MSMC LogoWe had reported sometime back that brain plaques could explain higher risk of Alzheimer’s disease. By means of a mouse model of Alzheimer’s disease, scientists at Mount Sinai School of Medicine have discovered that Alzheimer’s pathology seemingly originates in Amyloid-Beta (Abeta) oligomers in the brain as opposed to the amyloid plaques formerly believed by several researchers to cause the disease.

Numerous research groups had formerly suggested that rather than plaques, floating clumps of amyloid known as oligomers appear to be the vital components that slow down brain cell role in Alzheimer’s patients. To examine this, the Mount Sinai team crafted a mouse that is said to form only these oligomers, and never any plaques, all through their lives.
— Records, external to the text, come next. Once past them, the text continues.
//! Candidate screening conversations.
//!
//! - [`persona`] - Interviewer personas, their instructions and greetings
//! - [`session`] - The turn-taking session and its exit/fallback handling
//! - [`model_selector`] - Strategy picking the model that serves a persona

pub mod model_selector;
pub mod persona;
pub mod session;

pub use model_selector::{ConfiguredModelSelector, FixedModelSelector, ModelSelector};
pub use persona::Persona;
pub use session::{
    is_exit_phrase, FailureKind, ScreeningSession, SessionState, Turn, TurnOutcome,
    CLOSING_MESSAGE, EXIT_PHRASES, MODEL_UNREACHABLE_MESSAGE,
};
“The buildup of amyloid plaques was described over 100 years ago and has received the bulk of the attention in Alzheimer’s pathology. But there has been a longstanding debate over whether plaques are toxic, protective, or inert,” commented, Lead author Sam Gandy, MD, PhD, Professor of Neurology and Psychiatry, and Associate Director of the Alzheimer’s Disease Research Center, Mount Sinai School of Medicine.

The study authors discovered that the mice that seemingly never develop plaques were just as damaged by the disease as mice with both plaques and oligomers. Furthermore, when a gene that transformed oligomers into plaques was apparently added to the mice, the mice were no more injured than they had been before.

Dr. Gandy remarked, “These findings may enable the development of neuroimaging agents and drugs that visualize or detoxify oligomers. New neuroimaging agents that could monitor changes in Abeta oligomer presence would be a major advance. Innovative neuroimaging agents that will allow visualization of brain oligomer accumulation, in tandem with careful clinical observations, could lead to breakthroughs in managing, slowing, stopping or even preventing Alzheimer’s.”

The researcher mentioned that this is especially important in light of research reported in March showing that 70 weeks of infusion of the Abeta immunotherapeutic Bapineuzumab cleared away 25 percent of the Abeta plaque, yet no clinical benefit was evident.

The research was published in the journal Annals of Neurology.